"Climb the mountains and get their good tidings. Nature’s
peace will flow into you as sunshine flows into trees.
The winds will blow their own freshness into you, and the storms
their energy, while cares will drop off like autumn leaves."

— John Muir

Facebook
FIELD NOTES: EDUCATING FOR THE WILD

Results of our Community Forum in Keene Valley
By Dave Gibson, Managing Partner Adirondack Wild

 
George Dr. Michael W. Klemens presenting Pathways to a Connected Adirondack Park. Photo © Ken Rimany.

Adirondack Wild had a great day in Keene and Keene Valley on Sept. 5. Our purpose was to engage in community discussion and dialogue about the strategies we're promoting in Pathways to a Connected Adirondack Park – Practical Steps to Better Land Use Decisions (2017 by Adirondack Wild).  These strategies are directed at all local governments and community leaders throughout the Park. By invitation, we're visiting selected communities to initiate what we see as necessary dialogue to test the levels of local interest and relevance of our recommendations and strategies. 

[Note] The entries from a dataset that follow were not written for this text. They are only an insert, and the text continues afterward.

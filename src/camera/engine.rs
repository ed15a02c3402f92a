//! Seams to the optical decoding engine and the camera's flashlight.

use async_trait::async_trait;
use std::sync::Arc;
use tokio::sync::mpsc::UnboundedSender;

use super::types::{CameraError, DecodeSettings, FrameOutcome, TorchError};

/// Where an engine reports analyzed frames.
pub type FrameSender = UnboundedSender<FrameOutcome>;

/// An external barcode/QR decoder bound to one camera stream.
///
/// One engine instance serves one session: it is started once, stopped,
/// then cleared and dropped.
#[async_trait]
pub trait DecodeEngine: Send {
    /// Open `device_id` and begin analyzing frames into `frames`.
    async fn start(
        &mut self,
        device_id: &str,
        settings: &DecodeSettings,
        frames: FrameSender,
    ) -> Result<(), CameraError>;

    /// Halt decoding and release the camera stream.
    async fn stop(&mut self) -> Result<(), CameraError>;

    /// Release everything else the engine holds, including its frame sender.
    fn clear(&mut self);

    /// Flashlight of the active stream's video track, if one is reachable.
    fn torch(&self) -> Option<Arc<dyn TorchController>>;
}

/// Capability-checked flashlight control.
#[async_trait]
pub trait TorchController: Send + Sync {
    fn is_supported(&self) -> bool;

    async fn set(&self, enabled: bool) -> Result<(), TorchError>;
}

/// Creates a fresh engine for every camera session.
pub trait EngineFactory: Send + Sync {
    fn create(&self) -> Box<dyn DecodeEngine>;
}

impl<F> EngineFactory for F
where
    F: Fn() -> Box<dyn DecodeEngine> + Send + Sync,
{
    fn create(&self) -> Box<dyn DecodeEngine> {
        self()
    }
}
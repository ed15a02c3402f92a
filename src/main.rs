use clap::Parser;

use shop_scanner::cli::{self, Args, Command};
use shop_scanner::config::{self, Config};

fn main() {
    env_logger::Builder::from_env(env_logger::Env::default().default_filter_or("warn")).init();

    let args = Args::parse();

    if let Err(e) = run(args) {
        eprintln!("Error: {}", e);
        std::process::exit(1);
    }
}

fn run(args: Args) -> Result<(), String> {
    let config_path = args.config.clone().unwrap_or_else(config::default_path);

    if let Some(Command::Config { action }) = &args.command {
        return cli::handle_config_action(action.clone(), &config_path).map_err(|e| {
            if matches!(e, cli::CommandError::ConfigExists(_)) {
                format!("{}\nUse 'shop-scanner config show' to view current settings.", e)
            } else {
                e.to_string()
            }
        });
    }

    let rt = tokio::runtime::Runtime::new()
        .map_err(|e| format!("Failed to create async runtime: {}", e))?;

    if let Some(Command::ListCameras) = &args.command {
        return rt
            .block_on(cli::list_platform_cameras())
            .map_err(|e| e.to_string());
    }

    let Some(listen) = args.listen_args() else {
        return Ok(());
    };

    let config = Config::load(Some(&config_path)).map_err(|e| e.to_string())?;
    cli::setup_ctrlc_handler().map_err(|e| format!("Failed to set Ctrl+C handler: {}", e))?;

    log::debug!("loaded config from {}", config_path.display());
    rt.block_on(cli::listen(&listen, config))
        .map_err(|e| e.to_string())
}
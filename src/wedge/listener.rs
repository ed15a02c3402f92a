//! Global keystroke capture for the keyboard-wedge detector.
//!
//! Uses rdev for cross-platform global key listening, so keystrokes are seen
//! no matter which window or field has focus.
//!
//! rdev's `listen()` cannot be unregistered, so one hook thread serves the
//! whole process. It forwards into a shared sink slot; attaching fills the
//! slot and detaching empties it, and repeated mounts reuse the same thread.

use rdev::{listen, Event, EventType, Key as RdevKey};
use std::sync::atomic::{AtomicU64, AtomicUsize, Ordering};
use std::sync::{Arc, Mutex, MutexGuard};
use std::thread::{self, JoinHandle};
use std::time::Instant;
use tokio::sync::mpsc::UnboundedSender;

use super::detector::{FocusTarget, Key, KeyInput};
use super::focus::FocusTracker;

/// Where the hook thread currently delivers keys.
struct KeySink {
    id: u64,
    keys: UnboundedSender<KeyInput>,
    focus: Arc<dyn FocusTracker>,
}

static SINK: Mutex<Option<KeySink>> = Mutex::new(None);
static HOOK_THREAD: Mutex<Option<JoinHandle<()>>> = Mutex::new(None);
static HOOK_SPAWNS: AtomicUsize = AtomicUsize::new(0);
static NEXT_SINK_ID: AtomicU64 = AtomicU64::new(1);

type HookSpawner = fn() -> std::io::Result<JoinHandle<()>>;

/// Owns the global key sink for the lifetime of a mounted scanner.
pub struct WedgeListener {
    id: u64,
}

impl std::fmt::Debug for WedgeListener {
    fn fmt(&self, f: &mut std::fmt::Formatter<'_>) -> std::fmt::Result {
        f.debug_struct("WedgeListener")
            .field("id", &self.id)
            .field("attached", &self.is_attached())
            .finish()
    }
}

impl WedgeListener {
    /// Start forwarding global keydown events to `keys`.
    ///
    /// `focus` is consulted on every event so keys typed into editable
    /// fields can be filtered downstream. A later attach takes the sink over
    /// from any earlier listener.
    pub fn attach(
        keys: UnboundedSender<KeyInput>,
        focus: Arc<dyn FocusTracker>,
    ) -> std::io::Result<Self> {
        Self::attach_with(keys, focus, spawn_rdev_hook)
    }

    fn attach_with(
        keys: UnboundedSender<KeyInput>,
        focus: Arc<dyn FocusTracker>,
        spawn: HookSpawner,
    ) -> std::io::Result<Self> {
        ensure_hook(spawn)?;

        let id = NEXT_SINK_ID.fetch_add(1, Ordering::SeqCst);
        *lock(&SINK) = Some(KeySink { id, keys, focus });
        log::debug!("wedge listener {} attached", id);
        Ok(Self { id })
    }

    /// Stop forwarding keys here. The sender and focus tracker are released.
    pub fn detach(&mut self) {
        let mut sink = lock(&SINK);
        if sink.as_ref().is_some_and(|s| s.id == self.id) {
            *sink = None;
            log::debug!("wedge listener {} detached", self.id);
        }
    }

    pub fn is_attached(&self) -> bool {
        lock(&SINK).as_ref().is_some_and(|s| s.id == self.id)
    }
}

impl Drop for WedgeListener {
    fn drop(&mut self) {
        self.detach();
    }
}

/// Start the process-wide hook thread unless it already runs.
fn ensure_hook(spawn: HookSpawner) -> std::io::Result<()> {
    let mut hook = lock(&HOOK_THREAD);
    if hook.is_none() {
        *hook = Some(spawn()?);
        HOOK_SPAWNS.fetch_add(1, Ordering::SeqCst);
    }
    Ok(())
}

fn spawn_rdev_hook() -> std::io::Result<JoinHandle<()>> {
    thread::Builder::new()
        .name("wedge-listener".to_string())
        .spawn(|| {
            // Blocks until error. On macOS this requires Accessibility permission.
            if let Err(e) = listen(|event: Event| {
                if let Some(key) = translate_event(&event) {
                    forward(key, Instant::now());
                }
            }) {
                log::error!("Keyboard listener error: {:?}", e);
            }
        })
}

/// Deliver one key to the attached sink. Returns whether anyone received it.
fn forward(key: Key, at: Instant) -> bool {
    let mut sink = lock(&SINK);
    let Some(current) = sink.as_ref() else {
        return false;
    };
    let target = current.focus.active_target().unwrap_or(FocusTarget::Body);
    if current.keys.send(KeyInput::new(key, target, at)).is_err() {
        // Receiver gone: the scanner was unmounted without detaching.
        *sink = None;
        return false;
    }
    true
}

fn lock<T>(mutex: &Mutex<T>) -> MutexGuard<'_, T> {
    mutex.lock().unwrap_or_else(|poisoned| poisoned.into_inner())
}

/// Map a raw rdev event to a detector key. Releases and mouse events map to `None`.
pub fn translate_event(event: &Event) -> Option<Key> {
    match event.event_type {
        EventType::KeyPress(RdevKey::Return) | EventType::KeyPress(RdevKey::KpReturn) => {
            Some(Key::Enter)
        }
        EventType::KeyPress(_) => Some(text_key(event.name.as_deref())),
        _ => None,
    }
}

/// A key counts as a character only when it produced exactly one printable char.
fn text_key(name: Option<&str>) -> Key {
    let Some(name) = name else {
        return Key::Other;
    };
    let mut chars = name.chars();
    match (chars.next(), chars.next()) {
        (Some(c), None) if !c.is_control() => Key::Char(c),
        _ => Key::Other,
    }
}
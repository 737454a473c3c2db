use std::time::Duration;

use reqwest::Method;
use reqwest::header::{CONTENT_TYPE, HeaderMap, HeaderValue};
use serde::Serialize;
use serde::de::DeserializeOwned;

use bugrelay_protocol::envelope::Envelope;
use bugrelay_protocol::messages::{
    ReportDetailsResponse, ReportListResponse, SendMessageRequest, SendMessageResponse,
    SubmitReportRequest, SubmitReportResponse,
};
use bugrelay_protocol::report::BugReport;

use crate::options::ListReportsOptions;

/// Base path of the public bug report endpoints.
const BUG_REPORTS_PATH: &str = "/api/v1/public/bug-reports";

/// Default deadline for a single request.
pub const DEFAULT_REQUEST_TIMEOUT: Duration = Duration::from_secs(30);

/// Errors from the bug report client.
#[derive(Debug, thiserror::Error)]
pub enum Error {
    #[error("HTTP error: {0}")]
    Http(#[from] reqwest::Error),

    /// Failure reported by the backend: a non-2xx status or `success: false`
    /// envelope. The message is the envelope's error message when present,
    /// otherwise `HTTP <status>`.
    #[error("{message}")]
    Api { status: u16, message: String },

    #[error("JSON error: {0}")]
    Json(#[from] serde_json::Error),

    #[error("invalid API key")]
    InvalidKey,

    #[error("response envelope has no data")]
    MissingData,
}

/// Client configuration. Immutable once the client is built.
#[derive(Debug, Clone)]
pub struct ClientConfig {
    /// Base URL the endpoint paths are appended to.
    pub api_url: String,
    /// Credential sent in the `X-API-Key` header.
    pub api_key: String,
    /// Log every request and response through `tracing`.
    pub debug: bool,
    /// Per-request deadline. A request also cancels when its future drops.
    pub request_timeout: Duration,
}

impl ClientConfig {
    pub fn new(api_url: impl Into<String>, api_key: impl Into<String>) -> Self {
        Self {
            api_url: api_url.into(),
            api_key: api_key.into(),
            debug: false,
            request_timeout: DEFAULT_REQUEST_TIMEOUT,
        }
    }
}

/// Bug report API client.
#[derive(Debug)]
pub struct Client {
    http: reqwest::Client,
    config: ClientConfig,
}

impl Client {
    /// Creates a client with the fixed headers installed as defaults.
    pub fn new(config: ClientConfig) -> Result<Self, Error> {
        let mut headers = HeaderMap::new();
        headers.insert(CONTENT_TYPE, HeaderValue::from_static("application/json"));
        headers.insert(
            "x-api-key",
            HeaderValue::from_str(&config.api_key).map_err(|_| Error::InvalidKey)?,
        );

        let http = reqwest::Client::builder()
            .default_headers(headers)
            .timeout(config.request_timeout)
            .build()?;

        Ok(Self { http, config })
    }

    /// Core request primitive: issues `method` against the configured base
    /// URL plus `endpoint`, parses the response envelope, and returns its
    /// `data` field.
    ///
    /// `extra_headers` merge over the fixed pair, last write wins. Failures
    /// are surfaced once, immediately; nothing is retried.
    pub async fn request<T, B>(
        &self,
        method: Method,
        endpoint: &str,
        query: &[(String, String)],
        body: Option<&B>,
        extra_headers: Option<HeaderMap>,
    ) -> Result<T, Error>
    where
        T: DeserializeOwned,
        B: Serialize + ?Sized,
    {
        let url = format!("{}{}", self.config.api_url, endpoint);
        if self.config.debug {
            tracing::debug!(%method, %url, "bug report API request");
        }

        let mut builder = self.http.request(method, &url);
        if !query.is_empty() {
            builder = builder.query(query);
        }
        if let Some(body) = body {
            builder = builder.json(body);
        }
        if let Some(headers) = extra_headers {
            builder = builder.headers(headers);
        }

        let resp = builder.send().await?;
        let status = resp.status();
        let bytes = resp.bytes().await?;

        let envelope: Envelope<T> = match serde_json::from_slice(&bytes) {
            Ok(env) => env,
            // An error status with a body that is not even an envelope still
            // fails with the status code as its description.
            Err(_) if !status.is_success() => {
                return Err(self.api_error(status.as_u16(), format!("HTTP {}", status.as_u16())));
            }
            Err(e) => return Err(Error::Json(e)),
        };

        if !status.is_success() || !envelope.success {
            let message = envelope.failure_message(status.as_u16());
            return Err(self.api_error(status.as_u16(), message));
        }

        let data = envelope.data.ok_or(Error::MissingData)?;
        if self.config.debug {
            tracing::debug!(%url, "bug report API response");
        }
        Ok(data)
    }

    /// Submits a new bug report.
    pub async fn create_bug_report(
        &self,
        payload: &SubmitReportRequest,
    ) -> Result<BugReport, Error> {
        let resp: SubmitReportResponse = self.post(BUG_REPORTS_PATH, payload).await?;
        Ok(resp.bug_report)
    }

    /// Lists the caller's bug reports.
    pub async fn my_bug_reports(
        &self,
        options: &ListReportsOptions,
    ) -> Result<ReportListResponse, Error> {
        let endpoint = format!("{BUG_REPORTS_PATH}/me");
        self.get(&endpoint, &options.to_query()).await
    }

    /// Fetches one bug report. `include_messages` defaults to true on the
    /// wire, so the flag is only emitted when explicitly false.
    pub async fn bug_report_by_id(
        &self,
        id: &str,
        include_messages: bool,
    ) -> Result<ReportDetailsResponse, Error> {
        let mut query = Vec::new();
        if !include_messages {
            query.push(("include_messages".to_string(), "false".to_string()));
        }
        self.get(&format!("{BUG_REPORTS_PATH}/{id}"), &query).await
    }

    /// Sends a message on an existing bug report.
    pub async fn send_message(
        &self,
        bug_report_id: &str,
        message: &str,
        attachments: Option<Vec<String>>,
    ) -> Result<SendMessageResponse, Error> {
        let payload = SendMessageRequest {
            bug_report_id: bug_report_id.to_string(),
            message: message.to_string(),
            attachments,
        };
        self.post(&format!("{BUG_REPORTS_PATH}/{bug_report_id}/messages"), &payload)
            .await
    }

    async fn get<T: DeserializeOwned>(
        &self,
        endpoint: &str,
        query: &[(String, String)],
    ) -> Result<T, Error> {
        self.request(Method::GET, endpoint, query, None::<&()>, None)
            .await
    }

    async fn post<T: DeserializeOwned, B: Serialize + ?Sized>(
        &self,
        endpoint: &str,
        body: &B,
    ) -> Result<T, Error> {
        self.request(Method::POST, endpoint, &[], Some(body), None)
            .await
    }

    fn api_error(&self, status: u16, message: String) -> Error {
        if self.config.debug {
            tracing::error!(status, %message, "bug report API error");
        }
        Error::Api { status, message }
    }
}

Our landscape conservation advisor, Dr. Michael Klemens, joined us in the afternoon as we met with local government representatives from Keene, including Town Supervisor Joe Pete Wilson, and with Bill Farber, past president of the Adirondack Association of Towns and Villages. Michael Klemens reviewed the ten strategies in Pathways and shared his 20 years of experience of how they work together to enhance land use planning and conservation development in regions outside of the Adirondacks. He feels that the Adirondack Park as a whole and its 103 units of local government stand ready to benefit when these strategies are embraced and applied – not solely for reasons of protection of natural resources,  but because local communities matter so much in this great park. The strategies are as much about meeting people’s needs as the environment’s. Fostering public involvement in planning using science, procedural reforms and assurances that stakeholder's needs are met through early dialogue are all critical to successful land use plans, Klemens explained.  Discussion turned quickly to the relevance of these recommendations to Keene and surrounding communities. Keene's Supervisor said that he likes the idea of employing these planning strategies and seeks help in turning our vision into new planning documents for Keene, a process he hopes could also become a model for other communities.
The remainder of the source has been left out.